AlexeyPechnikov · AlexeyPechnikov · commit d8bf784b6637 · 2026-03-09T13:08:43.000+07:00
diff --git a/insardev/insardev/BatchCore.py b/insardev/insardev/BatchCore.py
@@ -116,11 +116,10 @@ def _dissolve_pol_for_dask(da_current, das_others, wrap, extend, weight):
         w_other = (1.0 - weight) / n_others if n_others > 0 else 0.0
 
     # Reindex das_others to match da_current coordinates
-    # Use interp for floating point coordinate matching instead of reindex
+    # Grids are consistent with exactly matched coordinates in overlap areas
     das_reindexed = []
     for d in das_others:
-        # Use interp with nearest to avoid issues with floating point coordinate matching
-        das_reindexed.append(d.interp(y=ys, x=xs, method='nearest', kwargs={'fill_value': np.nan}))
+        das_reindexed.append(d.reindex(y=ys, x=xs, fill_value=np.nan))
 
     current_vals = da_current.values
     current_valid = np.isfinite(current_vals)
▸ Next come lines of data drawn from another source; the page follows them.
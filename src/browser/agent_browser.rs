//! Browser driver - wraps agent-browser CLI
//!
//! Every operation is one agent-browser subcommand run against a named session.

use async_trait::async_trait;
use std::path::Path;
use std::process::Stdio;
use std::time::Duration;
use tokio::process::Command;
use tokio::time::timeout;
use tracing::debug;

use crate::browser::{Browser, ElementHandle, Locator};
use crate::core::config::BrowserConfig;
use crate::core::{Result, TraceError};

/// Driver for real browser automation via agent-browser CLI
pub struct AgentBrowser {
    /// Session name for isolation
    session_name: String,
    /// Whether to run in headed mode
    headed: bool,
    /// Upper bound for a single command
    command_timeout: Duration,
    /// Set once a session launch was attempted
    started: bool,
}

impl AgentBrowser {
    /// Create a new driver for a session
    pub fn new(session_name: impl Into<String>) -> Self {
        Self {
            session_name: session_name.into(),
            headed: false,
            command_timeout: Duration::from_millis(30000),
            started: false,
        }
    }

    /// Create a driver from configuration
    pub fn from_config(config: &BrowserConfig) -> Self {
        let mut browser = Self::new(config.session_name.clone());
        browser.headed = config.headed;
        browser.command_timeout = Duration::from_millis(config.timeout_ms);
        browser
    }

    /// Set headed mode
    pub fn set_headed(&mut self, headed: bool) {
        self.headed = headed;
    }

    /// Check if agent-browser is installed
    pub async fn is_available() -> bool {
        Command::new("agent-browser")
            .arg("--version")
            .stdout(Stdio::null())
            .stderr(Stdio::null())
            .status()
            .await
            .map(|s| s.success())
            .unwrap_or(false)
    }

    /// Translate a locator into a Playwright selector string
    fn selector_for(locator: &Locator) -> String {
        match locator {
            Locator::Text(text) => format!("text={}", text),
            Locator::Placeholder(placeholder) => {
                format!("[placeholder=\"{}\"]", escape_quotes(placeholder))
            }
            Locator::Role { role, name } => {
                format!("role={}[name=\"{}\"]", role, escape_quotes(name))
            }
            Locator::Selector(selector) => selector.clone(),
        }
    }

    /// Run an agent-browser command
    async fn run_command(&self, operation: &str, args: &[&str]) -> Result<String> {
        let mut cmd = Command::new("agent-browser");
        cmd.args(["--session", &self.session_name]);

        if self.headed {
            cmd.arg("--headed");
        }

        cmd.args(args);
        cmd.stdout(Stdio::piped());
        cmd.stderr(Stdio::piped());
        cmd.kill_on_drop(true);

        debug!(session = %self.session_name, ?args, "agent-browser");

        let output = match timeout(self.command_timeout, cmd.output()).await {
            Ok(output) => output.map_err(|e| {
                if e.kind() == std::io::ErrorKind::NotFound {
                    TraceError::AgentBrowserNotFound
                } else {
                    TraceError::operation(operation, format!("Failed to run agent-browser: {}", e))
                }
            })?,
            Err(_) => {
                return Err(TraceError::operation(
                    operation,
                    format!("timed out after {}ms", self.command_timeout.as_millis()),
                ))
            }
        };

        if output.status.success() {
            Ok(String::from_utf8_lossy(&output.stdout).into_owned())
        } else {
            let stderr = String::from_utf8_lossy(&output.stderr);
            Err(TraceError::operation(
                operation,
                format!("agent-browser command failed: {}", stderr.trim()),
            ))
        }
    }
}

fn escape_quotes(value: &str) -> String {
    value.replace('\\', "\\\\").replace('"', "\\\"")
}

#[async_trait]
impl Browser for AgentBrowser {
    async fn open(&mut self) -> Result<()> {
        if !Self::is_available().await {
            return Err(TraceError::CapabilityOpenFailed(
                TraceError::AgentBrowserNotFound.to_string(),
            ));
        }

        // The daemon may come up even if this command fails, so close must run.
        self.started = true;
        self.run_command("open", &["open", "about:blank"])
            .await
            .map_err(|e| TraceError::CapabilityOpenFailed(e.to_string()))?;
        Ok(())
    }

    async fn close(&mut self) -> Result<()> {
        if !self.started {
            return Ok(());
        }
        self.started = false;
        self.run_command("close", &["close"]).await?;
        Ok(())
    }

    async fn navigate(&mut self, url: &str) -> Result<()> {
        self.run_command("navigate", &["open", url]).await?;
        self.run_command("navigate", &["wait", "--load", "domcontentloaded"])
            .await?;
        Ok(())
    }

    async fn query(&mut self, locator: &Locator) -> Result<Vec<String>> {
        let selector = Self::selector_for(locator);
        let output = self
            .run_command("query", &["get", "count", &selector])
            .await?;
        let count: usize = output.trim().parse().map_err(|_| {
            TraceError::operation("query", format!("unexpected count output: {}", output.trim()))
        })?;

        Ok((0..count)
            .map(|i| format!("{} >> nth={}", selector, i))
            .collect())
    }

    async fn click(&mut self, target: &ElementHandle) -> Result<()> {
        self.run_command("click", &["click", &target.target]).await?;
        Ok(())
    }

    async fn fill(&mut self, target: &ElementHandle, value: &str) -> Result<()> {
        self.run_command("fill", &["fill", &target.target, value])
            .await?;
        Ok(())
    }

    async fn wait_for(&mut self, selector: &str, timeout_ms: u64) -> Result<()> {
        match timeout(
            Duration::from_millis(timeout_ms),
            self.run_command("wait_for", &["wait", selector]),
        )
        .await
        {
            Ok(result) => result.map(|_| ()),
            Err(_) => Err(TraceError::operation(
                "wait_for",
                format!("'{}' did not appear within {}ms", selector, timeout_ms),
            )),
        }
    }

    async fn screenshot(&mut self, path: &Path) -> Result<()> {
        if let Some(parent) = path.parent() {
            tokio::fs::create_dir_all(parent).await?;
        }
        let path_str = path.to_string_lossy();
        self.run_command("screenshot", &["screenshot", &path_str, "--full"])
            .await?;
        Ok(())
    }

    async fn current_url(&mut self) -> Result<String> {
        self.run_command("current_url", &["get", "url"])
            .await
            .map(|s| s.trim().to_string())
    }

    fn name(&self) -> &str {
        "agent-browser"
    }
}

impl Default for AgentBrowser {
    fn default() -> Self {
        Self::new("uitrace")
    }
}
@@ -129,12 +128,12 @@ def _dissolve_pol_for_dask(da_current, das_others, wrap, extend, weight):
         warnings.simplefilter('ignore', RuntimeWarning)
 
         if wrap:
-            weighted_sum = np.where(current_valid, np.exp(1j * current_vals) * w_current, 0.0)
+            weighted_sum = np.where(current_valid, np.exp(1j * current_vals).astype(np.complex64) * w_current, np.complex64(0))
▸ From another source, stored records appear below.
//! Run state management
//!
//! Tracks the phase of a task run and the execution record built along the way.

use crate::core::{ExecutionRecord, Plan, StepRecord};

/// Phase of a task run
#[derive(Debug, Clone, Copy, PartialEq, Eq)]
pub enum RunPhase {
    NotStarted,
    /// Browser `open` in progress
    Opening,
    /// Executing the step with this 1-based index
    Running(usize),
    /// Closing after every step ran
    ClosingOk,
    /// Closing after a failure
    ClosingErr,
    /// Record persisted
    Done,
}

/// State of one task run
#[derive(Debug, Clone)]
pub struct RunState {
    pub phase: RunPhase,
    pub record: ExecutionRecord,
}

impl RunState {
    /// Create the state for a run of `plan`
    pub fn new(plan: &Plan, task_id: &str) -> Self {
        Self {
            phase: RunPhase::NotStarted,
            record: ExecutionRecord::start(plan, task_id),
        }
    }

    /// Move to the next phase
    pub fn enter(&mut self, phase: RunPhase) {
        self.phase = phase;
    }

    /// Append the record of a finished step
    pub fn push_step(&mut self, step: StepRecord) {
        debug_assert_eq!(step.index, self.record.steps.len() + 1);
        self.record.steps.push(step);
    }

    /// Number of steps recorded so far
    pub fn completed_steps(&self) -> usize {
        self.record.steps.len()
    }
}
             weight_sum = np.where(current_valid, w_current, 0.0)
             for d in das_reindexed:
                 vals = d.values
                 valid = np.isfinite(vals)
-                weighted_sum += np.where(valid, np.exp(1j * vals) * w_other, 0.0)
+                weighted_sum += np.where(valid, np.exp(1j * vals).astype(np.complex64) * w_other, np.complex64(0))
                 weight_sum += np.where(valid, w_other, 0.0)
             valid_weights = weight_sum > 0
             normalized = np.divide(weighted_sum, weight_sum, out=np.zeros_like(weighted_sum), where=valid_weights)
@@ -164,6 +163,40 @@ def _dissolve_pol_3d_for_dask(da_slice, das_others_slice, wrap, extend, weight):
     return _dissolve_pol_for_dask(da_slice, das_others_slice, wrap, extend, weight)[np.newaxis, ...]
 
 
+def _dissolve_raw_for_dask(current_arr, current_y, current_x,
+                            others_arrs, others_ys, others_xs,
+                            wrap, extend, weight):
+    """
+    Dissolve using raw numpy arrays + coordinates.
+
+    Receives raw arrays (dask resolves them to numpy before calling) and
+    numpy coordinate arrays. Reconstructs minimal xarray DataArrays for
+    the interp-based coordinate matching, then delegates to _dissolve_pol_for_dask.
+
+    For 3D arrays (pair, y, x), iterates over first dim.
+    """
+    import xarray as xr
+
+    if current_arr.ndim > 2:
+        n_stack = current_arr.shape[0]
+        slices = []
+        for i in range(n_stack):
+            da_c = xr.DataArray(current_arr[i], dims=['y', 'x'],
+                                coords={'y': current_y, 'x': current_x})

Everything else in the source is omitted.